This is purely to track labs instances hanging with messages about hung tasks in kernel / console log. There is a subtask: T140256 for tools k8s and T141017 for k8s worker nodes. T124133 also has more information.
| Instance | Image | virt host | time | ssh | iowait | io spike | graphite data | nfs | recovery
| deployment-logstash2 | Jessie | labvirt1010 | 27 jul 09:00Z | no | no | no | no | no | ?
| tools-merlbot-proxy | Jessie | labvirt1010 | 31 jul 01:00Z | no | yes | regular spikes to 300 (typically 50) | no | yes? | rebooted
| novaproxy-01 | debian-8.1-jessie (deprecated 2016-01-12) | labvirt1001 | 2 Aug ~21:15Z | no | no | no | no | yes | reboot
| librarybase-reston-01 | Jessie | labvirt1006 | 07 Jul ~0200Z | no | no | no | no | no | reboot
#### Legend ####
Instance: Name of instance
virt host: the virt host the instance is hosted in (you can find this info on wikitech.wikimedia.org/wiki/Nova_Resource:$fqdn)
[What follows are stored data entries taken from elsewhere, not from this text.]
use crate::tokenizer::{TokenKind, Tokenizer};

const RESET: &str = "\u{001b}[0m";
const KEYWORD: &str = "\u{001b}[1;34m";
const NUMBER: &str = "\u{001b}[33m";
const STRING: &str = "\u{001b}[32m";
const CONSTANT: &str = "\u{001b}[35m";
const COMMENT: &str = "\u{001b}[90m";

/// ANSI source renderer used by `mod show`.
///
/// Highlighting is driven by the tokenizer's spans; source that does not
/// tokenize is passed through untouched so `show` never fails on a module
/// whose later cells broke mid-edit.
#[derive(Debug, Clone)]
pub struct Highlighter {
    color: bool,
}

impl Highlighter {
    pub fn new(color: bool) -> Self {
        Self { color }
    }

    /// Render a module's provenance line plus its accumulated source.
    pub fn render_cell(&self, build_line: &str, source: &str) -> String {
        let annotated = format!("// {}\n{}", build_line, source);
        self.highlight(&annotated)
    }

    pub fn highlight(&self, source: &str) -> String {
        if !self.color {
            return source.to_string();
        }
        let mut tokenizer = Tokenizer::new(source);
        let tokens = match tokenizer.tokenize() {
            Ok(tokens) => tokens,
            Err(_) => return source.to_string(),
        };

        let chars: Vec<char> = source.chars().collect();
        let mut out = String::new();
        let mut cursor = 0usize;
        for token in &tokens {
            let start = token.position.offset.min(chars.len());
            let end = (start + token.length).min(chars.len());
            if start > cursor {
                out.extend(chars[cursor..start].iter());
            }
            let text: String = chars[start..end].iter().collect();
            match style_for(&token.kind) {
                Some(style) => {
                    out.push_str(style);
                    out.push_str(&text);
                    out.push_str(RESET);
                }
                None => out.push_str(&text),
            }
            cursor = end;
        }
        if cursor < chars.len() {
            out.extend(chars[cursor..].iter());
        }
        out
    }
}

fn style_for(kind: &TokenKind) -> Option<&'static str> {
    match kind {
        TokenKind::Let
        | TokenKind::Mut
        | TokenKind::Fn
        | TokenKind::If
        | TokenKind::Else
        | TokenKind::While
        | TokenKind::For
        | TokenKind::In
        | TokenKind::Return
        | TokenKind::Break
        | TokenKind::Continue
        | TokenKind::Import => Some(KEYWORD),
        TokenKind::Integer(_) | TokenKind::Float(_) => Some(NUMBER),
        TokenKind::String(_) => Some(STRING),
        TokenKind::Boolean(_) | TokenKind::Null => Some(CONSTANT),
        TokenKind::Comment(_) => Some(COMMENT),
        _ => None,
    }
}

#[cfg(test)]
mod tests {
    use super::*;

    #[test]
    fn plain_mode_passes_source_through() {
        let highlighter = Highlighter::new(false);
        let source = "let x = 1 // note\n";
        assert_eq!(highlighter.highlight(source), source);
    }

    #[test]
    fn keywords_are_styled_in_color_mode() {
        let highlighter = Highlighter::new(true);
        let rendered = highlighter.highlight("let x = 1");
        assert!(rendered.starts_with(KEYWORD));
        assert!(rendered.contains(RESET));
        assert!(rendered.contains("x = "));
    }

    #[test]
    fn render_cell_prefixes_the_build_line_as_comment() {
        let highlighter = Highlighter::new(false);
        let rendered = highlighter.render_cell("mod build demo", "x = 1\n");
        assert_eq!(rendered, "// mod build demo\nx = 1\n");
    }

    #[test]
    fn untokenizable_source_is_passed_through() {
        let highlighter = Highlighter::new(true);
        let source = "x = \"unterminated";
        assert_eq!(highlighter.highlight(source), source);
    }
}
time: Time at which the host hung
ssh: If you could ssh into it still
iowait: If the host had high iowait (you can find this from https://graphite-labs.wikimedia.org/), e.g. tools.tools-merlbot-proxy.cpu.total.iowait
--> https://graphite-labs.wikimedia.org/render/?width=586&height=308&_salt=1469982906.471&target=tools.tools-merlbot-proxy.cpu.total.iowait
iospike: If the host had io spikes (you can find this from https://graphite-labs.wikimedia.org/), e.g. tools.tools-merlbot-proxy.iostat.vda.io. vdb, ..., might also exist?
--> https://graphite-labs.wikimedia.org/render/?width=586&height=308&_salt=1469983050.092&target=tools.tools-merlbot-proxy.iostat.vda.io
graphite data: If the host is sending graphite data even after it hung
nfs: If the host had NFS mounted